Few years ago, reciprocating systems such as Reciproc (VDW, Munich, Germany) and WaveOne (Dentsply Maillefer, Ballaigues, Switzerland) were introduced, both of which adopt an asymmetric back-and-forth rotational movement, a motion similar to the balanced force technique.8 The manufacturers claim that only one file is needed, selected according to the uninstrumented canal's size, to shape the canal with the reciprocating motion.9 By reducing the steps/changes of instruments in conventional NiTi rotary systems, the root canal shaping may be achieved in a shorter time.10, 11 Therefore, it is plausible that novices may be able to master the reciprocating system more readily than the conventional rotary instrumentation that often involves the use of multiple files.
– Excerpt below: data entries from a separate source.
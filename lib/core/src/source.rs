use crate::{AggregateQuery, AggregateRow, Cohort, Result};
use tracing::trace;

/// Anything that can answer grouped aggregate queries over the two cohorts
///
/// Implementations are used sequentially by one search at a time, hence the
/// `&mut self` receivers. Errors are surfaced as-is and never retried.
pub trait AggregationDataSource {
    /// Run a grouped aggregate query
    ///
    /// Returns one row per distinct category of the query's dimension with
    /// one value per requested aggregate, in request order. Ranges whose upper
    /// bound exceeds the largest row id must be accepted.
    fn query(&mut self, query: &AggregateQuery) -> Result<Vec<AggregateRow>>;

    /// Largest row id across both cohorts, `None` for an empty dataset
    fn max_row_id(&mut self) -> Result<Option<u64>>;
}

impl<S: AggregationDataSource + ?Sized> AggregationDataSource for &mut S {
    fn query(&mut self, query: &AggregateQuery) -> Result<Vec<AggregateRow>> {
        (**self).query(query)
    }

    fn max_row_id(&mut self) -> Result<Option<u64>> {
        (**self).max_row_id()
    }
}

impl<S: AggregationDataSource + ?Sized> AggregationDataSource for Box<S> {
    fn query(&mut self, query: &AggregateQuery) -> Result<Vec<AggregateRow>> {
        (**self).query(query)
    }

    fn max_row_id(&mut self) -> Result<Option<u64>> {
        (**self).max_row_id()
    }
}

/// Query counters kept by [`MeteredSource`]
#[derive(Debug, Clone, Copy, Default, PartialEq, Eq)]
pub struct QueryStats {
    pub target_queries: usize,
    pub reference_queries: usize,
    pub aggregates: usize,
}

impl QueryStats {
    pub fn total_queries(&self) -> usize {
        self.target_queries + self.reference_queries
    }
}

/// Data source wrapper counting the queries passed through it
pub struct MeteredSource<S> {
    inner: S,
    stats: QueryStats,
}

impl<S: AggregationDataSource> MeteredSource<S> {
    pub fn new(inner: S) -> Self {
        Self {
            inner,
            stats: QueryStats::default(),
        }
    }

    pub fn stats(&self) -> QueryStats {
        self.stats
    }

    pub fn reset(&mut self) {
        self.stats = QueryStats::default();
    }

    pub fn inner(&self) -> &S {
        &self.inner
    }

    pub fn into_inner(self) -> S {
        self.inner
    }
}

impl<S: AggregationDataSource> AggregationDataSource for MeteredSource<S> {
    fn query(&mut self, query: &AggregateQuery) -> Result<Vec<AggregateRow>> {
        match query.cohort() {
            Cohort::Target => self.stats.target_queries += 1,
            Cohort::Reference => self.stats.reference_queries += 1,
        }
        self.stats.aggregates += query.aggregates().len();
        trace!(
            cohort = %query.cohort(),
            dimension = query.dimension(),
            aggregates = query.aggregates().len(),
            "aggregate query"
        );
        self.inner.query(query)
    }

    fn max_row_id(&mut self) -> Result<Option<u64>> {
        self.inner.max_row_id()
    }
}

#[cfg(test)]
mod tests {
    use super::*;
    use crate::{AggregateFunction, Error, View};

    struct Fixed;

    impl AggregationDataSource for Fixed {
        fn query(&mut self, query: &AggregateQuery) -> Result<Vec<AggregateRow>> {
            let width = query.aggregates().len();
            Ok(vec![AggregateRow::new("x", vec![1.0; width])])
        }

        fn max_row_id(&mut self) -> Result<Option<u64>> {
            Ok(Some(9))
        }
    }

    struct Broken;

    impl AggregationDataSource for Broken {
        fn query(&mut self, _query: &AggregateQuery) -> Result<Vec<AggregateRow>> {
            Err(Error::DataSource("connection reset".to_string()))
        }

        fn max_row_id(&mut self) -> Result<Option<u64>> {
            Err(Error::DataSource("connection reset".to_string()))
        }
    }

    #[test]
    fn test_metered_counts_per_cohort() {
        let view = View::new("sex", AggregateFunction::Avg, "age");
        let mut source = MeteredSource::new(Fixed);
        source.query(&AggregateQuery::for_view(Cohort::Target, &view, None)).unwrap();
        source.query(&AggregateQuery::for_view(Cohort::Reference, &view, None)).unwrap();
        source.query(&AggregateQuery::for_view(Cohort::Reference, &view, None)).unwrap();

        let stats = source.stats();
        assert_eq!(stats.target_queries, 1);
        assert_eq!(stats.reference_queries, 2);
        assert_eq!(stats.total_queries(), 3);
        assert_eq!(source.max_row_id().unwrap(), Some(9));

        source.reset();
        assert_eq!(source.stats(), QueryStats::default());
    }

    #[test]
    fn test_errors_pass_through() {
        let view = View::new("sex", AggregateFunction::Avg, "age");
        let mut source = MeteredSource::new(Broken);
        let result = source.query(&AggregateQuery::for_view(Cohort::Target, &view, None));
        assert!(matches!(result, Err(Error::DataSource(_))));
        assert_eq!(source.stats().target_queries, 1);
    }
}
//! Structured aggregate queries
//!
//! Queries are built from validated [`View`]s, never from strings. A single
//! query groups one cohort by one dimension and computes any number of
//! aggregates in one pass, one result column per aggregate.

use crate::{AggregateFunction, Distribution, Error, Result, View};
use serde::{Deserialize, Serialize};
use std::fmt;

/// One side of the comparison
#[derive(Debug, Clone, Copy, PartialEq, Eq, Hash, Serialize, Deserialize)]
#[serde(rename_all = "lowercase")]
pub enum Cohort {
    Target,
    Reference,
}

impl fmt::Display for Cohort {
    fn fmt(&self, f: &mut fmt::Formatter<'_>) -> fmt::Result {
        match self {
            Cohort::Target => f.write_str("target"),
            Cohort::Reference => f.write_str("reference"),
        }
    }
}

/// Half-open row id range `[lo, hi)`
#[derive(Debug, Clone, Copy, PartialEq, Eq, Hash, Serialize, Deserialize)]
pub struct RowRange {
    pub lo: u64,
    pub hi: u64,
}

impl RowRange {
    pub fn new(lo: u64, hi: u64) -> Self {
        Self { lo, hi }
    }

    #[inline]
    pub fn contains(&self, id: u64) -> bool {
        id >= self.lo && id < self.hi
    }

    pub fn is_empty(&self) -> bool {
        self.hi <= self.lo
    }
}

impl fmt::Display for RowRange {
    fn fmt(&self, f: &mut fmt::Formatter<'_>) -> fmt::Result {
        write!(f, "[{}, {})", self.lo, self.hi)
    }
}

/// A single `function(measure)` result column
#[derive(Debug, Clone, PartialEq, Eq, Hash, Serialize, Deserialize)]
pub struct Aggregate {
    pub function: AggregateFunction,
    pub measure: String,
}

impl From<&View> for Aggregate {
    fn from(view: &View) -> Self {
        Self {
            function: view.function(),
            measure: view.measure().to_string(),
        }
    }
}

/// Grouped aggregate request against one cohort
#[derive(Debug, Clone, PartialEq, Serialize, Deserialize)]
pub struct AggregateQuery {
    cohort: Cohort,
    dimension: String,
    aggregates: Vec<Aggregate>,
    range: Option<RowRange>,
}

impl AggregateQuery {
    /// Query computing exactly one view
    pub fn for_view(cohort: Cohort, view: &View, range: Option<RowRange>) -> Self {
        Self {
            cohort,
            dimension: view.dimension().to_string(),
            aggregates: vec![Aggregate::from(view)],
            range,
        }
    }

    /// Query computing every view of a group in one pass
    ///
    /// All views must share the same dimension. Result columns follow the
    /// order of `views`.
    pub fn for_group(cohort: Cohort, views: &[&View], range: Option<RowRange>) -> Result<Self> {
        let first = views
            .first()
            .ok_or_else(|| Error::InvalidConfig("query needs at least one aggregate".to_string()))?;
        let dimension = first.dimension();
        if let Some(other) = views.iter().find(|v| v.dimension() != dimension) {
            return Err(Error::InvalidConfig(format!(
                "views grouped by '{}' and '{}' cannot share one query",
                dimension,
                other.dimension()
            )));
        }
        Ok(Self {
            cohort,
            dimension: dimension.to_string(),
            aggregates: views.iter().map(|v| Aggregate::from(*v)).collect(),
            range,
        })
    }

    pub fn cohort(&self) -> Cohort {
        self.cohort
    }

    pub fn dimension(&self) -> &str {
        &self.dimension
    }

    pub fn aggregates(&self) -> &[Aggregate] {
        &self.aggregates
    }

    pub fn range(&self) -> Option<RowRange> {
        self.range
    }
}

/// One result row: a category and one value per requested aggregate
#[derive(Debug, Clone, PartialEq, Serialize, Deserialize)]
pub struct AggregateRow {
    pub category: String,
    pub values: Vec<f64>,
}

impl AggregateRow {
    pub fn new(category: impl Into<String>, values: Vec<f64>) -> Self {
        Self {
            category: category.into(),
            values,
        }
    }
}

/// Slice multi-column result rows into one distribution per column
pub fn split_columns(rows: &[AggregateRow], width: usize) -> Result<Vec<Distribution>> {
    let mut columns = vec![Distribution::new(); width];
    for row in rows {
        if row.values.len() != width {
            return Err(Error::DataSource(format!(
                "row for category '{}' has {} values, expected {}",
                row.category,
                row.values.len(),
                width
            )));
        }
        for (column, value) in columns.iter_mut().zip(&row.values) {
            column.insert(row.category.clone(), *value);
        }
    }
    Ok(columns)
}

#[cfg(test)]
mod tests {
    use super::*;

    #[test]
    fn test_for_group_keeps_order() {
        let a = View::new("sex", AggregateFunction::Avg, "age");
        let b = View::new("sex", AggregateFunction::Max, "hours");
        let query = AggregateQuery::for_group(Cohort::Target, &[&a, &b], None).unwrap();
        assert_eq!(query.dimension(), "sex");
        assert_eq!(query.aggregates()[0].function, AggregateFunction::Avg);
        assert_eq!(query.aggregates()[1].measure, "hours");
    }

    #[test]
    fn test_for_group_rejects_mixed_dimensions() {
        let a = View::new("sex", AggregateFunction::Avg, "age");
        let b = View::new("race", AggregateFunction::Avg, "age");
        assert!(AggregateQuery::for_group(Cohort::Target, &[&a, &b], None).is_err());
        assert!(AggregateQuery::for_group(Cohort::Target, &[], None).is_err());
    }

    #[test]
    fn test_split_columns() {
        let rows = vec![
            AggregateRow::new("Male", vec![40.0, 3.0]),
            AggregateRow::new("Female", vec![35.0, 5.0]),
        ];
        let columns = split_columns(&rows, 2).unwrap();
        assert_eq!(columns.len(), 2);
        assert_eq!(columns[0].get("Male"), Some(40.0));
        assert_eq!(columns[1].get("Female"), Some(5.0));
    }

    #[test]
    fn test_split_columns_width_mismatch() {
        let rows = vec![AggregateRow::new("Male", vec![40.0])];
        assert!(matches!(split_columns(&rows, 2), Err(Error::DataSource(_))));
    }

    #[test]
    fn test_row_range() {
        let range = RowRange::new(10, 20);
        assert!(range.contains(10));
        assert!(range.contains(19));
        assert!(!range.contains(20));
        assert!(!range.is_empty());
        assert!(RowRange::new(5, 5).is_empty());
    }
}
//! View space enumeration
//!
//! The view space is the cartesian product of grouping columns, aggregate
//! functions and measure columns. [`Catalog`] holds the validated column
//! vocabularies a dataset exposes.

use crate::{AggregateFunction, Error, Result, View};
use ahash::AHashSet;
use serde::{Deserialize, Serialize};

/// Enumerate every `(dimension, function, measure)` triplet.
///
/// Order is lexicographic by input position: dimensions vary slowest,
/// measures fastest. Inputs are assumed to be distinct.
pub fn generate_views<D, M>(
    dimensions: &[D],
    functions: &[AggregateFunction],
    measures: &[M],
) -> Vec<View>
where
    D: AsRef<str>,
    M: AsRef<str>,
{
    let mut views = Vec::with_capacity(dimensions.len() * functions.len() * measures.len());
    for dimension in dimensions {
        for &function in functions {
            for measure in measures {
                views.push(View::new(dimension.as_ref(), function, measure.as_ref()));
            }
        }
    }
    views
}

/// The fixed column vocabularies of a dataset
///
/// Dimension (grouping) columns and measure columns are disjoint. Queries and
/// views may only name columns listed here.
#[derive(Debug, Clone, PartialEq, Eq, Serialize, Deserialize)]
pub struct Catalog {
    dimensions: Vec<String>,
    measures: Vec<String>,
}

impl Catalog {
    pub fn new<D, M>(dimensions: D, measures: M) -> Result<Self>
    where
        D: IntoIterator,
        D::Item: Into<String>,
        M: IntoIterator,
        M::Item: Into<String>,
    {
        let dimensions: Vec<String> = dimensions.into_iter().map(Into::into).collect();
        let measures: Vec<String> = measures.into_iter().map(Into::into).collect();

        let mut seen = AHashSet::new();
        for column in dimensions.iter().chain(measures.iter()) {
            if column.trim().is_empty() {
                return Err(Error::InvalidConfig("column names cannot be empty".to_string()));
            }
            if !seen.insert(column.as_str()) {
                return Err(Error::InvalidConfig(format!(
                    "column '{}' listed more than once (dimensions and measures must be disjoint)",
                    column
                )));
            }
        }

        Ok(Self { dimensions, measures })
    }

    pub fn dimensions(&self) -> &[String] {
        &self.dimensions
    }

    pub fn measures(&self) -> &[String] {
        &self.measures
    }

    pub fn contains_dimension(&self, column: &str) -> bool {
        self.dimensions.iter().any(|d| d == column)
    }

    pub fn contains_measure(&self, column: &str) -> bool {
        self.measures.iter().any(|m| m == column)
    }

    /// Full view space over this catalog for the given functions
    pub fn views(&self, functions: &[AggregateFunction]) -> Vec<View> {
        generate_views(&self.dimensions, functions, &self.measures)
    }

    /// Narrow the catalog to a subset of its columns, keeping catalog order
    pub fn select(&self, dimensions: &[String], measures: &[String]) -> Result<Catalog> {
        for column in dimensions {
            if !self.contains_dimension(column) {
                return Err(Error::UnknownColumn(column.clone()));
            }
        }
        for column in measures {
            if !self.contains_measure(column) {
                return Err(Error::UnknownColumn(column.clone()));
            }
        }
        Catalog::new(
            self.dimensions.iter().filter(|d| dimensions.contains(d)).cloned(),
            self.measures.iter().filter(|m| measures.contains(m)).cloned(),
        )
    }
}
There is a growing trend that NiTi rotary techniques are taught at the undergraduate level in dental schools, with reports of the clinical performance of NiTi instruments operated by undergraduate students appearing nowadays.12, 13 Sonntag et al.14 observed that undergraduate dental students could achieve better canal preparations with NiTi, compared to SS files, although they noted more fractures with NiTi files. File separations may well be the main concern why beginners avoid using NiTi rotary systems. Yet, there is little information on perception of novices or, even, undergraduate students for their first experience with engine-driven NiTi instruments. Data related to reciprocating systems is lacking. Such information would be helpful to identify the 'most accepted' system that beginners or students may be most comfortable (or confident) with. Therefore, the purpose of this study was to compare two NiTi systems (rotary vs. reciprocating system) for their acceptance by undergraduate students who experienced NiTi instruments for the first time.

The protocol of this study was approved by the Pusan National University Dental Hospital Institutional Review Board (PNUDH-2015-029). The Institutional Review Board approved to obtain the consent in a verbal form. This study was conducted in full accordance with the World Medical Association Declaration of Helsinki.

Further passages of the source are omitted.